_Task brief_. Your response should be the listing below, repeated exactly and in full.

_Records provided_.
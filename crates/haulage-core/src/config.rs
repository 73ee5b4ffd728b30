use crate::item::ItemCategory;
use serde::{Deserialize, Serialize};

/// Host-selected engine behavior. Read-only from the engine's perspective.
#[derive(Debug, Clone, PartialEq, Eq, Serialize, Deserialize)]
#[serde(default)]
pub struct EngineConfig {
    pub shipping: ShippingConfig,
    /// Pair a full producer with any container that has room when no
    /// container holding its product was found.
    pub fallback_delivery: bool,
}

impl Default for EngineConfig {
    fn default() -> Self {
        Self {
            shipping: ShippingConfig::default(),
            fallback_delivery: true,
        }
    }
}

/// Which products output bins accept.
#[derive(Debug, Clone, PartialEq, Eq, Serialize, Deserialize)]
#[serde(default)]
pub struct ShippingConfig {
    pub artisan_goods: bool,
    pub extra_categories: Vec<ItemCategory>,
    /// Cap on the total quantity moved to an output bin in one trip.
    pub max_per_trip: u32,
}

impl Default for ShippingConfig {
    fn default() -> Self {
        Self {
            artisan_goods: true,
            extra_categories: Vec::new(),
            max_per_trip: 999,
        }
    }
}

impl ShippingConfig {
    pub fn ships(&self, category: ItemCategory) -> bool {
        (self.artisan_goods && category == ItemCategory::ArtisanGoods)
            || self.extra_categories.contains(&category)
    }
}

#[cfg(test)]
mod tests {
    use super::*;

    #[test]
    fn defaults_ship_artisan_goods_only() {
        let config = EngineConfig::default();
        assert!(config.fallback_delivery);
        assert!(config.shipping.ships(ItemCategory::ArtisanGoods));
        assert!(!config.shipping.ships(ItemCategory::Fish));
        assert_eq!(config.shipping.max_per_trip, 999);
    }

    #[test]
    fn extra_categories_extend_shipping() {
        let shipping = ShippingConfig {
            artisan_goods: false,
            extra_categories: vec![ItemCategory::Fish],
            ..ShippingConfig::default()
        };
        assert!(shipping.ships(ItemCategory::Fish));
        assert!(!shipping.ships(ItemCategory::ArtisanGoods));
    }

    #[test]
    fn missing_fields_take_defaults() {
        let config: EngineConfig =
            serde_json::from_str(r#"{ "shipping": { "max_per_trip": 5 } }"#).unwrap();
        assert_eq!(config.shipping.max_per_trip, 5);
        assert!(config.shipping.artisan_goods);
        assert!(config.fallback_delivery);
    }
}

_Solution to this task_.
filename crates/haulage-core/src/config.rs
repository 73ee5b4ffd728b30
use crate::item::ItemCategory;
use serde::{Deserialize, Serialize};

/// Host-selected engine behavior. Read-only from the engine's perspective.
#[derive(Debug, Clone, PartialEq, Eq, Serialize, Deserialize)]
#[serde(default)]
pub struct EngineConfig {
    pub shipping: ShippingConfig,
    /// Pair a full producer with any container that has room when no
    /// container holding its product was found.
    pub fallback_delivery: bool,
}

impl Default for EngineConfig {
    fn default() -> Self {
        Self {
            shipping: ShippingConfig::default(),
            fallback_delivery: true,
        }
    }
}

/// Which products output bins accept.
#[derive(Debug, Clone, PartialEq, Eq, Serialize, Deserialize)]
#[serde(default)]
pub struct ShippingConfig {
    pub artisan_goods: bool,
    pub extra_categories: Vec<ItemCategory>,
    /// Cap on the total quantity moved to an output bin in one trip.
    pub max_per_trip: u32,
}

impl Default for ShippingConfig {
    fn default() -> Self {
        Self {
            artisan_goods: true,
            extra_categories: Vec::new(),
            max_per_trip: 999,
        }
    }
}

impl ShippingConfig {
    pub fn ships(&self, category: ItemCategory) -> bool {
        (self.artisan_goods && category == ItemCategory::ArtisanGoods)
            || self.extra_categories.contains(&category)
    }
}

#[cfg(test)]
mod tests {
    use super::*;

    #[test]
    fn defaults_ship_artisan_goods_only() {
        let config = EngineConfig::default();
        assert!(config.fallback_delivery);
        assert!(config.shipping.ships(ItemCategory::ArtisanGoods));
        assert!(!config.shipping.ships(ItemCategory::Fish));
        assert_eq!(config.shipping.max_per_trip, 999);
    }

    #[test]
    fn extra_categories_extend_shipping() {
        let shipping = ShippingConfig {
            artisan_goods: false,
            extra_categories: vec![ItemCategory::Fish],
            ..ShippingConfig::default()
        };
        assert!(shipping.ships(ItemCategory::Fish));
        assert!(!shipping.ships(ItemCategory::ArtisanGoods));
    }

    #[test]
    fn missing_fields_take_defaults() {
        let config: EngineConfig =
            serde_json::from_str(r#"{ "shipping": { "max_per_trip": 5 } }"#).unwrap();
        assert_eq!(config.shipping.max_per_trip, 5);
        assert!(config.shipping.artisan_goods);
        assert!(config.fallback_delivery);
    }
}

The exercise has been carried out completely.